__Task material__:
▬▬▬
//! End-to-end scenarios from the specification's testable-properties
//! section, driven directly against the in-process types the reactor calls
//! (`MessageArena`, `Switch`, `control::process_message`, the client framer)
//! rather than through real TCP sockets or a USB device.

use urs485d::client::{encode_reply, parse_frame};
use urs485d::control::{self, IdentitySource};
use urs485d::error::ModbusException;
use urs485d::message::{ControlCtx, MessageArena, REQUEST_CAP};
use urs485d::port::Port;

fn ident() -> IdentitySource<'static> {
    IdentitySource { switch_name: "rack-a", hw_serial_number: "URS0001", hw_revision: "1" }
}

/// (E1) Broadcast forward: a unit-0 write never produces a TCP reply, no
/// matter how its USB round-trip completes.
#[test]
fn e1_broadcast_produces_no_reply() {
    let frame = [0x00, 0x01, 0x00, 0x00, 0x00, 0x06, 0x00, 0x06, 0x00, 0x01, 0x00, 0x2a];
    let (consumed, _tid, pdu) = parse_frame(&frame).unwrap().unwrap();
    assert_eq!(consumed, frame.len());

    let mut arena = MessageArena::new();
    let id = arena.alloc(0, 1, 1);
    let msg = arena.get_mut(id);
    msg.request[..pdu.len()].copy_from_slice(pdu);
    msg.request_len = pdu.len();

    assert!(arena.get(id).is_broadcast());
    // The reactor's deliver_reply frees a broadcast message without ever
    // calling queue_reply; nothing is written to the wire.
}

/// (E2) Control request addressed to a unit outside 1..8 is rejected before
/// it ever reaches register processing.
#[test]
fn e2_unit_out_of_range_is_gateway_path_unavailable() {
    let request_frame = [0x00, 0x02, 0x00, 0x00, 0x00, 0x06, 0x09, 0x03, 0x00, 0x01, 0x00, 0x01];
    let (_, tid, pdu) = parse_frame(&request_frame).unwrap().unwrap();

    let mut arena = MessageArena::new();
    let id = arena.alloc(0, 1, 0);
    let msg = arena.get_mut(id);
    msg.client_transaction_id = tid;
    msg.request[..pdu.len()].copy_from_slice(pdu);
    msg.request_len = pdu.len();

    assert!(control::submit_message(arena.get_mut(id)).is_none());
    let msg = arena.get(id);
    let wire = encode_reply(msg.client_transaction_id, &msg.reply[..msg.reply_len]);
    assert_eq!(wire, [0x00, 0x02, 0x00, 0x00, 0x00, 0x03, 0x09, 0x83, 0x0a]);
}

/// (E3) Reading the baud-rate holding register of a configured data port.
#[test]
fn e3_control_read_of_baud() {
    let request_frame = [0x00, 0x03, 0x00, 0x00, 0x00, 0x06, 0x03, 0x03, 0x00, 0x01, 0x00, 0x01];
    let (_, tid, pdu) = parse_frame(&request_frame).unwrap().unwrap();

    let mut port = Port::new(3);
    port.params.baud_rate = 19200;
    let mut ctx = ControlCtx::new(3);
    let mut reply = [0u8; REQUEST_CAP];
    let step = control::process_message(&mut port, &mut ctx, None, &ident(), &pdu.to_vec(), pdu.len(), &mut reply);

    let wire = encode_reply(tid, &reply[..step.reply_len]);
    assert_eq!(wire, [0x00, 0x03, 0x00, 0x00, 0x00, 0x06, 0x03, 0x03, 0x02, 0x00, 0xc0]);
}

/// (E4) Writing an out-of-range baud rate is rejected at the value level
/// (SLAVE_DEVICE_FAILURE, not ILLEGAL_DATA_VALUE -- see spec.md §9).
#[test]
fn e4_control_write_of_invalid_baud() {
    let request_frame = [0x00, 0x04, 0x00, 0x00, 0x00, 0x06, 0x03, 0x06, 0x00, 0x01, 0x00, 0x0b];
    let (_, tid, pdu) = parse_frame(&request_frame).unwrap().unwrap();

    let mut port = Port::new(3);
    let mut ctx = ControlCtx::new(3);
    let mut reply = [0u8; REQUEST_CAP];
    let step = control::process_message(&mut port, &mut ctx, None, &ident(), &pdu.to_vec(), pdu.len(), &mut reply);

    let wire = encode_reply(tid, &reply[..step.reply_len]);
    assert_eq!(wire, [0x00, 0x04, 0x00, 0x00, 0x00, 0x03, 0x03, 0x86, 0x04]);
    // The baud rate itself must be untouched by a rejected write.
    assert_eq!(port.params.baud_rate, 19200);
}

/// (E5) Device identification stream, basic access (codes 0..2): vendor
/// name, product code, revision.
#[test]
fn e5_device_id_stream_basic() {
    let request_frame = [0x00, 0x05, 0x00, 0x00, 0x00, 0x05, 0x01, 0x2b, 0x0e, 0x01, 0x00];
    let (_, tid, pdu) = parse_frame(&request_frame).unwrap().unwrap();

    let mut port = Port::new(1);
    let mut ctx = ControlCtx::new(1);
    let mut reply = [0u8; REQUEST_CAP];
    let step = control::process_message(&mut port, &mut ctx, None, &ident(), &pdu.to_vec(), pdu.len(), &mut reply);

    let wire = encode_reply(tid, &reply[..step.reply_len]);
    assert_eq!(&wire[..6], [0x00, 0x05, 0x00, 0x00, 0x00, (step.reply_len) as u8]);
    assert_eq!(&wire[6..12], [0x01, 0x2b, 0x0e, 0x01, 0x83, 0x00]);
    assert_eq!(wire[12], 0x00); // next-id unused while more-follows is clear
    assert_eq!(wire[13], 0x03); // three objects: vendor, product, revision

    // Walk the three {id, len, bytes} objects and confirm they decode to the
    // expected identity strings.
    let body = &wire[14..];
    let mut pos = 0;
    let expect = ["United Computer Wizards", "URS-485"];
    for (i, want) in expect.iter().enumerate() {
        let id = body[pos];
        let len = body[pos + 1] as usize;
        assert_eq!(id, i as u8);
        let s = std::str::from_utf8(&body[pos + 2..pos + 2 + len]).unwrap();
        assert_eq!(s, *want);
        pos += 2 + len;
    }
}

/// (E6) A USB disconnection flushes every busy/control message on the
/// affected switch with GATEWAY_PATH_UNAVAILABLE, echoing the original
/// transaction ID.
///
/// This test only checks the exception-reply encoding in isolation; the
/// reactor's `flush_broken`/`run_scheduler` dispatch path that actually
/// produces this reply from a live `Daemon` (and the disconnect-while-busy
/// orphaning it depends on) is exercised by the `#[cfg(test)]` tests in
/// `src/reactor.rs`.
#[test]
fn e6_usb_disconnection_mid_flight_yields_gateway_path_unavailable() {
    let request_frame = [0x00, 0x07, 0x00, 0x00, 0x00, 0x06, 0x01, 0x03, 0x00, 0x01, 0x00, 0x01];
    let (_, tid, pdu) = parse_frame(&request_frame).unwrap().unwrap();

    let mut arena = MessageArena::new();
    let id = arena.alloc(0, 1, 1);
    let msg = arena.get_mut(id);
    msg.client_transaction_id = tid;
    msg.request[..pdu.len()].copy_from_slice(pdu);
    msg.request_len = pdu.len();
    msg.usb_message_id = 42;

    // Simulate the deferred-teardown sweep: every message still on a
    // switch's busy/control list when the device goes away gets this exact
    // exception reply.
    arena.get_mut(id).set_error_reply(ModbusException::GatewayPathUnavailable);

    let msg = arena.get(id);
    let wire = encode_reply(msg.client_transaction_id, &msg.reply[..msg.reply_len]);
    assert_eq!(wire, [0x00, 0x07, 0x00, 0x00, 0x00, 0x03, 0x01, 0x83, 0x0a]);
}
impl DynamoDbLockStore {
    /// Create a store from region and optional endpoint.
    ///
    /// Credentials come from the default AWS provider chain (env, profile,
    /// instance role). `endpoint_url` points at DynamoDB Local for testing.
    #[instrument(skip(region, endpoint_url), fields(region = %region))]
    pub async fn new(region: String, endpoint_url: Option<String>) -> LockResult<Self> {
        let start_time = Instant::now();

        let mut config_builder =
            aws_config::defaults(aws_config::BehaviorVersion::latest()).region(aws_config::Region::new(region.clone()));
        if let Some(endpoint) = endpoint_url {
            config_builder = config_builder.endpoint_url(endpoint);
        }
        let config = config_builder.load().await;
        let client = DynamoDbClient::new(&config);

        let duration = start_time.elapsed();
        metrics::histogram!("rowlease_locks_ddb_init_duration_seconds", "backend" => "dynamodb")
            .record(duration.as_secs_f64());
        debug!(region = %region, duration_ms = duration.as_millis(), "DynamoDB lock store initialized");

        Ok(Self { client })
    }

    /// Wrap an already configured client.
    pub fn from_client(client: DynamoDbClient) -> Self {
        Self { client }
    }

    pub fn client(&self) -> &DynamoDbClient {
        &self.client
    }

    /// Create the lock table if it doesn't exist and wait until it is active.
    #[instrument(skip(self), fields(table_name = %table_name))]
    pub async fn ensure_table(&self, table_name: &str) -> LockResult<()> {
        match self.client.describe_table().table_name(table_name).send().await {
            Ok(_) => {
                debug!(table_name = %table_name, "DynamoDB table already exists");
                return Ok(());
            }
            Err(e) => {
                let error_msg = format!("{}", e);
                let error_code = e.code().unwrap_or("unknown");
                let error_message = e.message().unwrap_or(&error_msg);
                if !error_msg.contains("ResourceNotFoundException") && error_code != "ResourceNotFoundException" {
                    error!(
                        table_name = %table_name,
                        error_code = %error_code,
                        error_message = %error_message,
                        "DynamoDB describe_table failed with unexpected error"
                    );
                    return Err(LockError::BackendError(format!(
                        "Failed to check table existence: {} (code: {})",
                        error_message, error_code
                    )));
                }
            }
        }

        debug!(table_name = %table_name, "Creating DynamoDB table");

        let key_schema = KeySchemaElement::builder()
            .attribute_name(ATTR_KEY)
            .key_type(KeyType::Hash)
            .build()
            .map_err(|e| LockError::BackendError(format!("Failed to build key schema: {}", e)))?;
        let key_attr = AttributeDefinition::builder()
            .attribute_name(ATTR_KEY)
            .attribute_type(ScalarAttributeType::S)
            .build()
            .map_err(|e| LockError::BackendError(format!("Failed to build attribute definition: {}", e)))?;

        let create_table_result = self
            .client
            .create_table()
            .table_name(table_name)
            .billing_mode(BillingMode::PayPerRequest)
            .key_schema(key_schema)
            .attribute_definitions(key_attr)
            .send()
            .await;

        match create_table_result {
            Ok(_) => {
                debug!(table_name = %table_name, "DynamoDB table created successfully");
                self.wait_for_table_active(table_name).await
            }
            Err(e) => {
                if e.to_string().contains("ResourceInUseException") || e.code() == Some("ResourceInUseException") {
                    debug!(table_name = %table_name, "Table created concurrently, waiting for active");
                    self.wait_for_table_active(table_name).await
                } else {
                    Err(LockError::BackendError(format!("Failed to create DynamoDB table: {}", e)))
                }
            }
        }
    }

    async fn wait_for_table_active(&self, table_name: &str) -> LockResult<()> {
        use aws_sdk_dynamodb::types::TableStatus;

        let max_attempts = 30;
        for _ in 0..max_attempts {
            let describe_result = self
                .client
                .describe_table()
                .table_name(table_name)
                .send()
                .await
                .map_err(aws_sdk_dynamodb::Error::from)?;

            match describe_result.table().and_then(|t| t.table_status()) {
                Some(TableStatus::Active) => {
                    debug!(table_name = %table_name, "Table is now active");
                    return Ok(());
                }
                Some(TableStatus::Creating) => tokio::time::sleep(Duration::from_secs(1)).await,
                Some(status) => {
                    return Err(LockError::BackendError(format!("Table in unexpected status: {:?}", status)));
                }
                None => return Err(LockError::BackendError("Table status not available".to_string())),
            }
        }
        Err(LockError::BackendError(format!(
            "Table creation timeout after {} attempts",
            max_attempts
        )))
    }

    fn record_to_item(record: &LockRecord) -> HashMap<String, AttributeValue> {
        let mut item = HashMap::new();
        item.insert(ATTR_KEY.to_string(), AttributeValue::S(record.key.clone()));
        item.insert(ATTR_OWNER.to_string(), AttributeValue::S(record.owner_id.clone()));
        item.insert(ATTR_VERSION.to_string(), AttributeValue::N(record.version.to_string()));
        item.insert(ATTR_LEASE_SECS.to_string(), AttributeValue::N(record.lease_duration_secs.to_string()));
        item.insert(ATTR_TTL.to_string(), AttributeValue::N(record.ttl_millis().to_string()));
        item.insert(ATTR_HOST.to_string(), AttributeValue::S(record.created_by_host.clone()));
        item.insert(ATTR_USER.to_string(), AttributeValue::S(record.created_by_user.clone()));
        if let Some(created_at) = record.created_at {
            item.insert(ATTR_CREATED_AT.to_string(), AttributeValue::S(format_created_at(created_at)));
        }
        item
    }

    fn item_to_record(item: &HashMap<String, AttributeValue>) -> LockResult<LockRecord> {
        let key = string_attr(item, ATTR_KEY)
            .ok_or_else(|| LockError::DeserializationError("lock item has no lkey".to_string()))?;
        let ttl_millis: i64 = number_attr(item, ATTR_TTL)?
            .ok_or_else(|| LockError::DeserializationError(format!("lock item \"{}\" has no ttl", key)))?;
        let ttl = datetime_from_millis(ttl_millis)
            .ok_or_else(|| LockError::DeserializationError(format!("invalid ttl {} on \"{}\"", ttl_millis, key)))?;

        // Older writers stored createdAt as a number; accept both.
        let created_at = match item.get(ATTR_CREATED_AT) {
            Some(AttributeValue::S(raw)) => coerce_datetime(raw),
            Some(AttributeValue::N(raw)) => raw.parse::<i64>().ok().and_then(datetime_from_millis),
            _ => None,
        };

        Ok(LockRecord {
            owner_id: string_attr(item, ATTR_OWNER).unwrap_or_default(),
            version: number_attr(item, ATTR_VERSION)?.unwrap_or(0),
            lease_duration_secs: number_attr(item, ATTR_LEASE_SECS)?.unwrap_or(0),
            created_by_host: string_attr(item, ATTR_HOST).unwrap_or_default(),
            created_by_user: string_attr(item, ATTR_USER).unwrap_or_default(),
            created_at,
            ttl,
            key,
        })
    }
}

fn string_attr(item: &HashMap<String, AttributeValue>, name: &str) -> Option<String> {
    item.get(name).and_then(|v| v.as_s().ok()).cloned()
}

fn number_attr<T: std::str::FromStr>(item: &HashMap<String, AttributeValue>, name: &str) -> LockResult<Option<T>> {
    match item.get(name).and_then(|v| v.as_n().ok()) {
        Some(raw) => raw
            .parse::<T>()
            .map(Some)
            .map_err(|_| LockError::DeserializationError(format!("attribute {} is not a valid number: {}", name, raw))),
        None => Ok(None),
    }
}

fn is_conditional_check_failed<E: ProvideErrorMetadata + std::fmt::Display>(e: &E) -> bool {
    e.code() == Some("ConditionalCheckFailedException") || e.to_string().contains("ConditionalCheckFailedException")
}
▬▬▬
__Exercise instructions__: Where a line in the listing above holds the string "product", include it in your count, and answer with the number alone.

__Solution for this problem__: 2